Le vice-président de la banque centrale, qui apparaît désormais comme le papable tout désigné pour succéder à Philipp Hildebrand, est resté jusque-là dans l'ombre de son prédécesseur. Il faut dire que le profil de gestionnaire de fonds international et d'ancien champion de natation de son prédécesseur suscitait davantage l'intérêt médiatique.
Les experts ne doutent cependant pas des qualités de l'actuel numéro deux de la BNS, docteur en économie, né à Bienne, marié et père de deux enfants. Le "Financial Times Deutschland" estimait ainsi mardi que cet homme de l'ombre est en fait "le cerveau de la banque centrale" et qu'il en est le "véritable décideur".
Thomas Jordan est entré en 1997 à la BNS, où il est engagé comme conseiller scientifique. Les années suivantes, il gravit progressivement les échelons hiérarchiques. En mai 2007, il accède au directoire tripartite de la BNS et prend la tête du 3e département.
Cette division coiffe notamment des marchés financiers, qui commencent à dérailler quelques mois plus tard. En 2010, il devient vice-président de la direction générale de la BNS et responsable du 2e département, en charge de la stabilité financière, des billets et des monnaies, des finances et des risques.
Longue carrière universitaire
Parallèlement à sa carrière au sein de la BNS, Thomas Jordan affiche aussi un solide parcours académique. Après avoir obtenu un doctorat en sciences économiques à l'Université de Berne en 1993, il effectue trois années de recherche à la prestigieuse université américaine de Harvard, où il rédige sa thèse d'habilitation.
Thomas Jordan enseigne depuis la théorie et la politique monétaires dans son alma mater d'origine, où il a été nommé professeur honoraire en 2003. Pendant plusieurs années, il a également donné des cours à l'Université de Zurich, portant eux aussi sur la politique monétaire.

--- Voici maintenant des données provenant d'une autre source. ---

//! Module registry.
//!
//! A pipeline entry names a configuration section; the section's `kind`
//! option (defaulting to the section name) selects a registered
//! implementation. The registry maps kinds to factories.

use crate::config::Config;
use cosmix_module::{Module, ModuleInfo};
use indexmap::IndexMap;
use std::path::PathBuf;
use std::sync::Arc;

/// Creates module instances of one kind.
pub trait ModuleFactory: Send + Sync {
    /// Static description.
    fn info(&self) -> ModuleInfo;

    /// Creates an unconfigured instance.
    fn create(&self) -> Box<dyn Module>;

    /// External files the instance configured from `section` will need.
    ///
    /// Checked by the run driver before the pipeline is built so a missing
    /// dataset is reported as a missing dependency, not a module failure.
    fn required_files(&self, section: &str, config: &Config) -> Vec<PathBuf> {
        let _ = (section, config);
        Vec::new()
    }
}

type CreateFn = dyn Fn() -> Box<dyn Module> + Send + Sync;

/// Factory built from a closure.
pub struct FnFactory {
    info: ModuleInfo,
    create: Box<CreateFn>,
}

impl FnFactory {
    pub fn new<F>(kind: &str, summary: &str, create: F) -> Self
    where
        F: Fn() -> Box<dyn Module> + Send + Sync + 'static,
    {
        Self {
            info: ModuleInfo::new(kind, summary),
            create: Box::new(create),
        }
    }
}

impl ModuleFactory for FnFactory {
    fn info(&self) -> ModuleInfo {
        self.info.clone()
    }

    fn create(&self) -> Box<dyn Module> {
        (self.create)()
    }
}

/// Kind → factory map.
///
/// # Example
///
/// ```
/// use cosmix_module::{FnModule, Outcome};
/// use cosmix_runtime::registry::ModuleRegistry;
///
/// let mut registry = ModuleRegistry::with_builtins();
/// registry.register_fn("flat_like", "constant likelihood", || {
///     Box::new(FnModule::new(|block| {
///         block.put("likelihoods", "flat_like", 0.0)?;
///         Ok(Outcome::Success)
///     }))
/// });
/// assert!(registry.contains("consistency"));
/// assert!(registry.contains("flat_like"));
/// ```
#[derive(Clone, Default)]
pub struct ModuleRegistry {
    factories: IndexMap<String, Arc<dyn ModuleFactory>>,
}

impl ModuleRegistry {
    /// An empty registry.
    #[must_use]
    pub fn new() -> Self {
        Self::default()
    }

    /// A registry holding the builtin modules.
    #[must_use]
    pub fn with_builtins() -> Self {
        let mut registry = Self::new();
        crate::modules::register_builtins(&mut registry);
        registry
    }

    /// Registers a factory under its `info().kind`, replacing any previous
    /// one.
    pub fn register(&mut self, factory: impl ModuleFactory + 'static) {
        let kind = factory.info().kind.to_ascii_lowercase();
        self.factories.insert(kind, Arc::new(factory));
    }

    /// Registers a closure factory.
    pub fn register_fn<F>(&mut self, kind: &str, summary: &str, create: F)
    where
        F: Fn() -> Box<dyn Module> + Send + Sync + 'static,
    {
        self.register(FnFactory::new(kind, summary, create));
    }

    #[must_use]
    pub fn get(&self, kind: &str) -> Option<Arc<dyn ModuleFactory>> {
        self.factories.get(&kind.to_ascii_lowercase()).cloned()
    }

    #[must_use]
    pub fn contains(&self, kind: &str) -> bool {
        self.factories.contains_key(&kind.to_ascii_lowercase())
    }

    /// Registered kinds in registration order.
    pub fn kinds(&self) -> impl Iterator<Item = &str> {
        self.factories.keys().map(String::as_str)
    }

    /// Descriptions of every registered kind.
    #[must_use]
    pub fn infos(&self) -> Vec<ModuleInfo> {
        self.factories.values().map(|f| f.info()).collect()
    }
}

impl std::fmt::Debug for ModuleRegistry {
    fn fmt(&self, f: &mut std::fmt::Formatter<'_>) -> std::fmt::Result {
        f.debug_struct("ModuleRegistry")
            .field("kinds", &self.factories.keys().collect::<Vec<_>>())
            .finish()
    }
}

Au plan international, l'économiste participe à plusieurs groupes de travail internationaux, au sein de la Banque des règlements internationaux (BRI) ou encore de l'OCDE. Il a aussi publié de nombreux articles sur la théorie et la politique monétaires dans des revues spécialisées renommées, selon la BNS.
Un praticien
Ce théoricien a toutefois su démontrer ses qualités de praticien, notamment dans le cadre du sauvetage d'UBS. A l'automne 2008, lorsque la banque est embourbée dans la crise des crédits hypothécaires pourris aux Etats-Unis, il prend la tête du fond de stabilisation (stabfund), où sont parqués les actifs toxiques de la banque, qui menacent son existence. L'opération s'avère finalement bénéfique: l'an dernier, le fonds a dégagé son premier bénéfice.

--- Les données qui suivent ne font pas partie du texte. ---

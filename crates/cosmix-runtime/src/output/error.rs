//! Output errors.

use cosmix_types::ErrorCode;
use std::path::PathBuf;
use thiserror::Error;

/// Output writer error.
#[derive(Debug, Error)]
pub enum OutputError {
    /// Writing or reading a file failed.
    #[error("output file '{path}': {source}")]
    Io {
        path: PathBuf,
        #[source]
        source: std::io::Error,
    },

    /// `[output] format` names no known writer.
    #[error("unknown output format '{0}' (expected text or none)")]
    UnknownFormat(String),

    /// `record` or `comment` before `begin`.
    #[error("output written before begin()")]
    NotStarted,

    /// A row has the wrong number of values.
    #[error("row has {got} values, expected {expected}")]
    RowWidth { expected: usize, got: usize },

    /// A chain file could not be parsed.
    #[error("{path}:{line}: {message}")]
    Parse {
        path: PathBuf,
        line: usize,
        message: String,
    },
}

impl OutputError {
    pub fn io(path: impl Into<PathBuf>, source: std::io::Error) -> Self {
        Self::Io {
            path: path.into(),
            source,
        }
    }
}

impl ErrorCode for OutputError {
    fn code(&self) -> &'static str {
        match self {
            Self::Io { .. } => "OUTPUT_IO",
            Self::UnknownFormat(_) => "OUTPUT_UNKNOWN_FORMAT",
            Self::NotStarted => "OUTPUT_NOT_STARTED",
            Self::RowWidth { .. } => "OUTPUT_ROW_WIDTH",
            Self::Parse { .. } => "OUTPUT_PARSE",
        }
    }

    fn is_recoverable(&self) -> bool {
        false
    }
}

#[cfg(test)]
mod tests {
    use super::*;
    use cosmix_types::assert_error_codes;

    #[test]
    fn codes_follow_convention() {
        assert_error_codes(
            &[
                OutputError::io("x", std::io::Error::other("disk full")),
                OutputError::UnknownFormat("fits".into()),
                OutputError::NotStarted,
                OutputError::RowWidth {
                    expected: 3,
                    got: 2,
                },
                OutputError::Parse {
                    path: "x".into(),
                    line: 1,
                    message: "bad".into(),
                },
            ],
            "OUTPUT_",
        );
    }
}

Thomas Jordan a également a également fait partie de la commission d'experts de la Confédération chargée d'examiner la problématique du "too big to fail". Il a notamment poussé à un renforcement de la réglementation des grandes banques.
Une chose est sûre, si le Conseil fédéral choisit Thomas Jordan pour reprendre définitivement le poste de Philipp Hildebrand, la politique de la BNS, avec un taux de change minimum de 1,20 franc pour un euro, ne devrait pas être modifiée. Cette stratégie sera poursuivie "avec détermination", a lui-même affirmé lundi Thomas Jordan devant les médias, en faisant clairement part de son intérêt pour la fonction.